The Cortana Mall was the undisputed king of Baton Rouge retail until 1997 when the Mall of Louisiana opened at the intersection of I-10 and Bluebonnet Boulevard, in a rapidly growing area of Baton Rouge easily accessible from outlying areas. The opening of the Mall of La. diminished sales at Cortana by 15% in the first year after its opening. Cortana, in contrast to the Mall of La., is located in a mature part of the city and is not directly accessible from the interstate. However, the mall held its own for a while, partly by being relatively geographically distant from its competitor, and partly due to development of its outparcels which now include Lowe’s, a Wal-Mart Supercenter, Old Navy, Bed Bath and Beyond, Office Depot, Guitar Center, Burger King, and Bennigan’s restaurant.

The mall claimed 85% occupancy in 2004, 91% if not counting outparcels (a couple of strip centers on the outparcels have numerous vacancies). There must have been a massive die-off since this time. I first visited this mall in 2006; while the mall is holding its own, particularly in the central area, the extremities are showing major signs of mall rot, and the large numbers of vacancies are obvious, with occupancy probably around 70-75%. The former Mervyn’s wing and the far ends of the mall near Sears and Dillards are particularly distressing in this regard. Local stores and non-traditional tenants (such as the Post Office and a military recruiting office) are becoming more evident. The mall management likes to dress up the empty storefronts with advertising and window displays in a feeble attempt to mask the high vacancy rate.

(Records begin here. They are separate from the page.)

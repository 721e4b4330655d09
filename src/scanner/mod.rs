//! Scanner module for directory traversal and file fingerprinting.
//!
//! This module provides functionality for:
//! - Lazy directory walking that never follows symbolic links
//! - Streaming XXH64 content fingerprints with bounded memory
//! - Lexical path normalization and prefix matching
//!
//! # Architecture
//!
//! The scanner is divided into submodules:
//! - [`walker`]: Directory traversal and regular-file discovery
//! - [`hasher`]: Chunked content fingerprinting
//! - [`path_utils`]: Absolute, normalized path handling
//!
//! # Example
//!
//! ```no_run
//! use dupindex::scanner::{Hasher, Walker};
//! use std::path::Path;
//!
//! let hasher = Hasher::new();
//! let walker = Walker::new(Path::new("."));
//! for entry in walker.walk() {
//!     match entry {
//!         Ok(path) => {
//!             if let Ok(digest) = hasher.fingerprint_file(&path) {
//!                 println!("{} {}", digest.fingerprint, path.display());
//!             }
//!         }
//!         Err(e) => eprintln!("Warning: {}", e),
//!     }
//! }
//! ```

pub mod hasher;
pub mod path_utils;
pub mod walker;

use std::path::{Path, PathBuf};

// Re-export main types
pub use hasher::{
    files_identical, FileDigest, Fingerprint, Hasher, DEFAULT_CHUNK_SIZE, MAX_CHUNK_SIZE,
};
pub use walker::Walker;

/// Errors that can occur during directory scanning.
///
/// A scan error never aborts a walk: the affected directory is pruned
/// and the error is yielded to the caller for counting.
#[derive(thiserror::Error, Debug)]
pub enum ScanError {
    /// Permission was denied when accessing a file or directory.
    #[error("Permission denied: {0}")]
    PermissionDenied(PathBuf),

    /// The specified path was not found.
    #[error("Path not found: {0}")]
    NotFound(PathBuf),

    /// An I/O error occurred while reading a directory.
    #[error("I/O error for {path}: {source}")]
    Io {
        /// Path where the error occurred
        path: PathBuf,
        /// The underlying I/O error
        #[source]
        source: std::io::Error,
    },
}

impl ScanError {
    /// Path the error refers to.
    #[must_use]
    pub fn path(&self) -> &Path {
        match self {
            Self::PermissionDenied(p) | Self::NotFound(p) | Self::Io { path: p, .. } => p,
        }
    }
}

/// Errors that can occur during file hashing.
///
/// These are transient: the file vanished or became unreadable between
/// enumeration and hashing. The worker pool logs and skips them.
#[derive(thiserror::Error, Debug)]
pub enum HashError {
    /// The specified file was not found.
    #[error("File not found: {0}")]
    NotFound(PathBuf),

    /// Permission was denied when reading the file.
    #[error("Permission denied: {0}")]
    PermissionDenied(PathBuf),

    /// The path exists but is not a regular file anymore.
    #[error("Not a regular file: {0}")]
    NotAFile(PathBuf),

    /// Hashing stopped because shutdown was requested mid-file.
    #[error("Hashing interrupted: {0}")]
    Interrupted(PathBuf),

    /// An I/O error occurred while reading the file.
    #[error("I/O error for {path}: {source}")]
    Io {
        /// Path where the error occurred
        path: PathBuf,
        /// The underlying I/O error
        #[source]
        source: std::io::Error,
    },
}

impl HashError {
    /// Classify an I/O error for the given path.
    #[must_use]
    pub fn from_io(path: &Path, error: std::io::Error) -> Self {
        match error.kind() {
            std::io::ErrorKind::NotFound => Self::NotFound(path.to_path_buf()),
            std::io::ErrorKind::PermissionDenied => Self::PermissionDenied(path.to_path_buf()),
            _ => Self::Io {
                path: path.to_path_buf(),
                source: error,
            },
        }
    }

    /// Whether the error means the file is gone from disk.
    #[must_use]
    pub fn is_not_found(&self) -> bool {
        matches!(self, Self::NotFound(_))
    }

    /// Whether no regular file exists at the path any more.
    ///
    /// True for a vanished path and for one replaced by a symlink,
    /// directory or special file. Records for such paths are stale.
    #[must_use]
    pub fn is_gone(&self) -> bool {
        matches!(self, Self::NotFound(_) | Self::NotAFile(_))
    }
}
//! Cooperative cancellation on Ctrl+C / SIGTERM.
//!
//! The handler only flips a shared [`AtomicBool`]. Nothing is torn down from
//! inside the signal context: the indexer sees the flag at its next batch
//! boundary, flushes what already finished and returns a summary marked
//! `interrupted`.
//!
//! ```rust,no_run
//! use dupindex::indexer::IndexerConfig;
//! use dupindex::signal::install_handler;
//!
//! let handler = install_handler().expect("signal handler");
//! let config = IndexerConfig::default().with_shutdown_flag(handler.get_flag());
//! ```

use std::io::Write;
use std::sync::atomic::{AtomicBool, Ordering};
use std::sync::{Arc, OnceLock};

/// Cancellation token shared by the walker, the worker pool and the
/// delete action.
#[derive(Debug, Clone)]
pub struct ShutdownHandler {
    flag: Arc<AtomicBool>,
}

impl ShutdownHandler {
    /// Create a token that has not been triggered.
    #[must_use]
    pub fn new() -> Self {
        Self {
            flag: Arc::new(AtomicBool::new(false)),
        }
    }

    /// Whether cancellation was requested.
    #[must_use]
    pub fn is_shutdown_requested(&self) -> bool {
        self.flag.load(Ordering::SeqCst)
    }

    /// Trigger cancellation by hand.
    pub fn request_shutdown(&self) {
        self.flag.store(true, Ordering::SeqCst);
    }

    /// Shared flag to hand to [`Indexer`](crate::indexer::Indexer),
    /// [`Walker`](crate::scanner::Walker) and friends.
    #[must_use]
    pub fn get_flag(&self) -> Arc<AtomicBool> {
        Arc::clone(&self.flag)
    }

    /// Clear the flag so the token can be reused.
    pub fn reset(&self) {
        self.flag.store(false, Ordering::SeqCst);
    }
}

impl Default for ShutdownHandler {
    fn default() -> Self {
        Self::new()
    }
}

/// Error type for signal handler installation.
#[derive(Debug, thiserror::Error)]
pub enum SignalError {
    /// ctrlc refused to register the handler.
    #[error("Failed to install signal handler: {0}")]
    InstallFailed(#[from] ctrlc::Error),
}

static GLOBAL_HANDLER: OnceLock<ShutdownHandler> = OnceLock::new();

/// Register the process-wide Ctrl+C/SIGTERM hook and return its token.
///
/// ctrlc allows one hook per process. Later calls (several `run_app`
/// invocations in one test binary, for instance) get the already
/// registered token back with its flag cleared. If the hook was claimed by
/// someone else, an unhooked token is returned so manual cancellation
/// still works.
///
/// # Errors
///
/// Currently always succeeds; the `Result` leaves room for platforms where
/// a missing hook should be fatal.
pub fn install_handler() -> Result<ShutdownHandler, SignalError> {
    if let Some(handler) = GLOBAL_HANDLER.get() {
        handler.reset();
        return Ok(handler.clone());
    }

    let handler = ShutdownHandler::new();
    let flag = handler.get_flag();

    let installed = ctrlc::set_handler(move || {
        flag.store(true, Ordering::SeqCst);
        let _ = writeln!(
            std::io::stderr(),
            "\nInterrupted. Flushing finished work to the index..."
        );
        let _ = std::io::stderr().flush();
        log::info!("Shutdown signal received");
    });

    match installed {
        Ok(()) => {
            let _ = GLOBAL_HANDLER.set(handler.clone());
            Ok(handler)
        }
        Err(e) => {
            if let Some(existing) = GLOBAL_HANDLER.get() {
                existing.reset();
                return Ok(existing.clone());
            }
            log::debug!("Signal hook unavailable ({}), using unhooked token", e);
            let fallback = ShutdownHandler::new();
            let _ = GLOBAL_HANDLER.set(fallback.clone());
            Ok(fallback)
        }
    }
}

Despite all this, this mall can not be written off yet. With four anchors, some thriving big boxes on the outparcels, and a proactive mall management (they promote the mall in the media a good deal), this mall is nowhere near death’s doorstep. I was in the mall during the 2006 holiday season and it was fairly busy, with empty spaces filled (at least temporarily) by seasonal retailers. However, the Mall of Louisiana continues to consolidate its gains in the Baton Rouge retail market and is gearing for expansion, with a recently opened Rave theater located behind that mall, a proposed open-air lifestyle center (as a new wing of the existing mall) in the works, and improved access with the opening of the Picardy Ave. extension and new interchange with I-10 which greatly improves access to the mall. Competition from the upper end has surfaced with the recent opening of the high-end Towne Centre at Cedar Lodge lifestyle center at the intersection of Jefferson Hwy. and Corporate Blvd., thus siphoning off those customers. Also, demographic pressures are chipping away, as the death of the Bon Marche Mall makes Cortana the most convenient choice for the predominantly poorer, blacker, northern portion of Baton Rouge where there are no malls or even major shopping centers to speak of. Slowly Cortana is becoming the “ghetto mall.”

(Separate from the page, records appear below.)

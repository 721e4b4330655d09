//! Layered application configuration.
//!
//! Values are merged in this order, later sources winning:
//!
//! 1. Built-in defaults
//! 2. TOML file (`--config PATH`, or `config.toml` in the platform config
//!    directory)
//! 3. `DUPINDEX_*` environment variables
//! 4. Command-line flags (applied by the caller)
//!
//! # Example
//!
//! ```toml
//! database = "/var/lib/dupindex/file_index.db"
//! workers = 8
//! chunk_size = 131072
//! preferred_directories = ["/archive", "/photos/originals"]
//! skip_existing = true
//! ```

use std::path::{Path, PathBuf};

use directories::ProjectDirs;
use figment::providers::{Env, Format, Serialized, Toml};
use figment::Figment;
use serde::{Deserialize, Serialize};
use thiserror::Error;

use crate::output::{OutputTarget, WriteMode};
use crate::scanner::{DEFAULT_CHUNK_SIZE, MAX_CHUNK_SIZE};

/// Prefix for environment overrides.
pub const ENV_PREFIX: &str = "DUPINDEX_";

/// File name of the index when no database path is configured.
pub const DEFAULT_DATABASE_NAME: &str = "file_index.db";

/// Configuration problems, all reported before any work starts.
#[derive(Debug, Error)]
pub enum ConfigError {
    /// The configuration sources could not be merged or parsed.
    #[error("Invalid configuration: {0}")]
    Load(#[from] Box<figment::Error>),

    /// An explicitly requested config file does not exist.
    #[error("Config file not found: {0}")]
    MissingConfigFile(PathBuf),

    /// Zero workers requested.
    #[error("Worker count must be at least 1")]
    InvalidWorkers,

    /// Chunk size outside the supported range.
    #[error("Chunk size must be between 1 byte and {max} bytes, got {0}", max = MAX_CHUNK_SIZE)]
    InvalidChunkSize(usize),

    /// The scan root does not exist.
    #[error("Directory not found: {0}")]
    RootNotFound(PathBuf),

    /// The scan root is not a directory.
    #[error("Not a directory: {0}")]
    RootNotADirectory(PathBuf),

    /// `--append` and `--overwrite` given together.
    #[error("--append and --overwrite cannot be used together")]
    ConflictingOutputModes,

    /// The output file exists and no write mode was chosen.
    #[error("Output file already exists: {0} (use --append or --overwrite)")]
    OutputExists(PathBuf),
}

/// Application configuration.
#[derive(Debug, Clone, PartialEq, Eq, Serialize, Deserialize)]
#[serde(default)]
pub struct Config {
    /// Index database location
    pub database: PathBuf,
    /// Hashing workers; host parallelism when unset
    pub workers: Option<usize>,
    /// Bytes read per hashing chunk
    pub chunk_size: usize,
    /// Directories whose files are kept, highest priority first
    pub preferred_directories: Vec<PathBuf>,
    /// Skip files that already have a record
    pub skip_existing: bool,
    /// Remove records of vanished files after a scan
    pub cleanup_missing: bool,
}

impl Default for Config {
    fn default() -> Self {
        Self {
            database: default_database_path(),
            workers: None,
            chunk_size: DEFAULT_CHUNK_SIZE,
            preferred_directories: Vec::new(),
            skip_existing: false,
            cleanup_missing: false,
        }
    }
}

impl Config {
    /// Load defaults, the config file and the environment.
    ///
    /// With `explicit` set, that file must exist. Otherwise the platform
    /// config file is used when present.
    ///
    /// # Errors
    ///
    /// Returns an error if the file is missing or any source fails to parse.
    pub fn load(explicit: Option<&Path>) -> Result<Self, ConfigError> {
        let file = match explicit {
            Some(path) if !path.is_file() => {
                return Err(ConfigError::MissingConfigFile(path.to_path_buf()))
            }
            Some(path) => Some(path.to_path_buf()),
            None => default_config_path().filter(|p| p.is_file()),
        };
        if let Some(ref path) = file {
            log::debug!("Loading configuration from {}", path.display());
        }
        Self::from_figment(Self::figment(file.as_deref()))
    }

    /// The layered figment, without CLI overrides.
    #[must_use]
    pub fn figment(file: Option<&Path>) -> Figment {
        let mut figment = Figment::from(Serialized::defaults(Self::default()));
        if let Some(path) = file {
            figment = figment.merge(Toml::file(path));
        }
        figment.merge(Env::prefixed(ENV_PREFIX))
    }

    /// Extract a configuration from `figment`.
    ///
    /// # Errors
    ///
    /// Returns [`ConfigError::Load`] if extraction fails.
    pub fn from_figment(figment: Figment) -> Result<Self, ConfigError> {
        figment.extract().map_err(|e| ConfigError::Load(Box::new(e)))
    }

    /// Check value ranges.
    ///
    /// # Errors
    ///
    /// Returns an error for zero workers or an unusable chunk size.
    pub fn validate(&self) -> Result<(), ConfigError> {
        if self.workers == Some(0) {
            return Err(ConfigError::InvalidWorkers);
        }
        if self.chunk_size == 0 || self.chunk_size > MAX_CHUNK_SIZE {
            return Err(ConfigError::InvalidChunkSize(self.chunk_size));
        }
        Ok(())
    }

    /// Worker count to use.
    #[must_use]
    pub fn effective_workers(&self) -> usize {
        self.workers
            .unwrap_or_else(crate::indexer::default_workers)
    }
}

/// Check that a scan root exists and is a directory.
///
/// # Errors
///
/// Returns [`ConfigError::RootNotFound`] or [`ConfigError::RootNotADirectory`].
pub fn validate_root(root: &Path) -> Result<(), ConfigError> {
    match std::fs::metadata(root) {
        Ok(meta) if meta.is_dir() => Ok(()),
        Ok(_) => Err(ConfigError::RootNotADirectory(root.to_path_buf())),
        Err(_) => Err(ConfigError::RootNotFound(root.to_path_buf())),
    }
}

/// Report destination options from the command line.
#[derive(Debug, Clone, Default, PartialEq, Eq)]
pub struct OutputOptions {
    /// Output file; stdout when unset
    pub output: Option<PathBuf>,
    /// Append to an existing file
    pub append: bool,
    /// Replace an existing file
    pub overwrite: bool,
}

impl OutputOptions {
    /// Resolve the destination.
    ///
    /// # Errors
    ///
    /// Returns an error if both modes are set, or if the file exists and
    /// neither is.
    pub fn validate(&self) -> Result<OutputTarget, ConfigError> {
        let mode = match (self.append, self.overwrite) {
            (true, true) => return Err(ConfigError::ConflictingOutputModes),
            (true, false) => WriteMode::Append,
            (false, true) => WriteMode::Overwrite,
            (false, false) => WriteMode::CreateNew,
        };
        if let Some(ref path) = self.output {
            if mode == WriteMode::CreateNew && path.exists() {
                return Err(ConfigError::OutputExists(path.clone()));
            }
        }
        Ok(OutputTarget::from_option(self.output.clone(), mode))
    }
}

fn project_dirs() -> Option<ProjectDirs> {
    ProjectDirs::from("", "", "dupindex")
}

/// `config.toml` in the platform config directory.
#[must_use]
pub fn default_config_path() -> Option<PathBuf> {
    project_dirs().map(|d| d.config_dir().join("config.toml"))
}

/// Index in the platform data directory, or the working directory.
#[must_use]
pub fn default_database_path() -> PathBuf {
    project_dirs()
        .map(|d| d.data_dir().join(DEFAULT_DATABASE_NAME))
        .unwrap_or_else(|| PathBuf::from(DEFAULT_DATABASE_NAME))
}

The biggest threat to Cortana’s survival, though, comes from the inevitable future development of retail centers further out in the suburbs, particularly in Livingston Parish which is part of Cortana’s natural trade area (since it is the closest mall) ­ this could come in the form of a new mall, or more likely, a new large open-air shopping center. In fact, just recently a large-scale “lifestyle” development was announced for land adjacent to the under-construction Juban Road interchange on I-12 just east of fast-growing Denham Springs. This development, called Juban Crossing, which is said to be “far more than a mall,” (BR Advocate, p. A1, 12/13/06) and would include over 1 million sq. ft. of retail, housing, entertainment, and recreational amenities, could put the Mall at Cortana on life support after it opens in 2008.